At best, the 11 different programs, all but one of which were launched during the Clinton administration, would achieve a 19 percent reduction in methane, sulfur hexafluoride and other non-carbon dioxide greenhouse gases projected to come from those industries in 2010, the EPA IG's office said in a report Thursday.
The report does not cover efforts to address the most plentiful greenhouse gas — carbon dioxide — or the biggest sources of it, transportation and electric power plants.
The IG report's conclusion that "additional policy options" (see: emission standards and regulations) will be needed to reduce emissions beyond the White House's target is a no-brainer. But since the Bush administration has adamantly refused to apply the Clean Air Act to regulating GHG emissions (despite, you know, the Supreme Court telling it to do so), going so far as to childishly leave EPA's e-mails unopened, it's pretty clear any such "policy option" will need to wait until next year, at the earliest, to see the light of day.

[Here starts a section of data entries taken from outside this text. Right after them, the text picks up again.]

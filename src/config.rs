//! Immutable configuration snapshot resolved once at process start.

// std
use std::{env, net::SocketAddr};
// self
use crate::{_prelude::*, error::ConfigError, token::TokenSecret};

/// Environment variable naming the OIDC token endpoint URL.
pub const TOKEN_REQUEST_URL_VAR: &str = "ACTIONS_ID_TOKEN_REQUEST_URL";
/// Environment variable carrying the ambient bearer for token requests.
pub const TOKEN_REQUEST_TOKEN_VAR: &str = "ACTIONS_ID_TOKEN_REQUEST_TOKEN";
/// Environment variable carrying the Host-header override for token requests.
pub const OIDC_HOSTNAME_VAR: &str = "GITHUB_OIDC_HOSTNAME";
/// Environment variable naming the injected credential header.
pub const TOKEN_HEADER_NAME_VAR: &str = "GITHUB_OIDC_TOKEN_HEADER_NAME";
/// Environment variable carrying the repository identifier to inject.
pub const REPOSITORY_VAR: &str = "GITHUB_REPOSITORY";
/// Environment variable carrying the DNS-zone suffix gating authority rewrites.
pub const DNS_ZONE_VAR: &str = "MAIN_DNS_ZONE";
/// Environment variable carrying the listen port.
pub const LISTEN_PORT_VAR: &str = "AUTH_SERVICE_PORT";
/// Optional environment variable overriding the token audience.
pub const AUDIENCE_VAR: &str = "OIDC_TOKEN_AUDIENCE";
/// Optional environment variable switching the log verbosity tier.
pub const VERBOSITY_VAR: &str = "AUTH_SERVICE_LOG";

const DEFAULT_AUDIENCE: &str = "gap";

/// Log verbosity tiers selectable at startup.
#[derive(Clone, Copy, Debug, Default, PartialEq, Eq)]
pub enum Verbosity {
	/// Operational logging only.
	#[default]
	Default,
	/// Per-request detail, including cache hits and header injection.
	Debug,
}
impl Verbosity {
	fn from_env_value(value: Option<String>) -> Self {
		match value.as_deref() {
			Some("debug") => Self::Debug,
			_ => Self::Default,
		}
	}
}

/// Read-only operational parameters shared by every component.
///
/// The snapshot is resolved exactly once at startup and handed out behind an
/// [`Arc`](std::sync::Arc); nothing mutates it afterwards.
#[derive(Clone, Debug)]
pub struct ConfigSnapshot {
	/// Token endpoint URL with the audience query pair already applied.
	pub token_request_url: Url,
	/// Ambient bearer used to authenticate token requests.
	pub token_request_bearer: TokenSecret,
	/// Host-header override for token requests.
	pub oidc_hostname: String,
	/// Name of the credential header injected into authorized requests.
	pub token_header_name: String,
	/// Value of the injected `x-repository` header.
	pub repository: String,
	/// DNS-zone suffix gating authority rewrites.
	pub dns_zone: String,
	/// Listen port bound on all interfaces.
	pub listen_port: u16,
	/// Selected log verbosity tier.
	pub verbosity: Verbosity,
}
impl ConfigSnapshot {
	/// Resolves the snapshot from the process environment.
	///
	/// Unset and empty variables both count as missing; every missing required name is
	/// reported in one [`ConfigError::MissingEnv`].
	pub fn from_env() -> Result<Self, ConfigError> {
		Self::from_lookup(|name| env::var(name).ok())
	}

	/// Wildcard listen address; containerized deployments require binding all interfaces.
	pub fn listen_address(&self) -> SocketAddr {
		SocketAddr::from(([0, 0, 0, 0], self.listen_port))
	}

	fn from_lookup(lookup: impl Fn(&str) -> Option<String>) -> Result<Self, ConfigError> {
		let mut missing = Vec::new();
		let mut required = |name: &str| {
			match lookup(name).filter(|value| !value.is_empty()) {
				Some(value) => value,
				None => {
					missing.push(name.to_owned());

					String::new()
				},
			}
		};
		let raw_url = required(TOKEN_REQUEST_URL_VAR);
		let raw_bearer = required(TOKEN_REQUEST_TOKEN_VAR);
		let oidc_hostname = required(OIDC_HOSTNAME_VAR);
		let token_header_name = required(TOKEN_HEADER_NAME_VAR);
		let repository = required(REPOSITORY_VAR);
		let dns_zone = required(DNS_ZONE_VAR);
		let raw_port = required(LISTEN_PORT_VAR);

		if !missing.is_empty() {
			return Err(ConfigError::MissingEnv { names: missing });
		}

		let mut token_request_url =
			Url::parse(&raw_url).map_err(|e| ConfigError::invalid(TOKEN_REQUEST_URL_VAR, e))?;
		let audience = lookup(AUDIENCE_VAR)
			.filter(|value| !value.is_empty())
			.unwrap_or_else(|| DEFAULT_AUDIENCE.to_owned());

		token_request_url.query_pairs_mut().append_pair("audience", &audience);

		let listen_port =
			raw_port.parse::<u16>().map_err(|e| ConfigError::invalid(LISTEN_PORT_VAR, e))?;
		let verbosity = Verbosity::from_env_value(lookup(VERBOSITY_VAR));

		Ok(Self {
			token_request_url,
			token_request_bearer: TokenSecret::new(raw_bearer),
			oidc_hostname,
			token_header_name,
			repository,
			dns_zone,
			listen_port,
			verbosity,
		})
	}
}
//! Pure authority rewriting that pins in-zone traffic to port 443.

/// Rewrites `authority` so an explicit nonstandard port inside the configured DNS zone
/// is replaced with `:443`.
///
/// Authorities outside the zone pass through unchanged, as do in-zone authorities
/// without an explicit port: the rewrite normalizes a port the client supplied, it
/// never appends one.
pub fn rewrite(authority: &str, dns_zone: &str) -> String {
	if dns_zone.is_empty() || !authority.contains(dns_zone) {
		return authority.to_owned();
	}

	match trailing_port(authority) {
		Some(host) => format!("{host}:443"),
		None => authority.to_owned(),
	}
}

// Returns the host part when `authority` ends in `:<digits>`.
fn trailing_port(authority: &str) -> Option<&str> {
	let (host, port) = authority.rsplit_once(':')?;

	if port.is_empty() || !port.bytes().all(|byte| byte.is_ascii_digit()) {
		return None;
	}

	Some(host)
}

One can only hope. Given the progress climate change legislation like the Lieberman-Warner bill has been making in the Senate -- keep in mind it's a fairly modest bill at that -- I'm not even sure how successful a President Obama/McCain would be in the short-term in getting a similar law passed. A Democratic Congress would probably help, but there's always the worry that public opinion, influenced by record energy prices, could shift away from any bill that would directly or indirectly raise the price of fossil fuels.
Via ::Associated Press: EPA: Few volunteering to cut greenhouse gases (news website)
More Bush environmental incompetence
::White House Won’t Open EPA Emails on Global Warming, Part Two: The Funnier Version
::Bush Administration Puts Hands Over Eyes, Chants LaLaLa I Can't Hear You!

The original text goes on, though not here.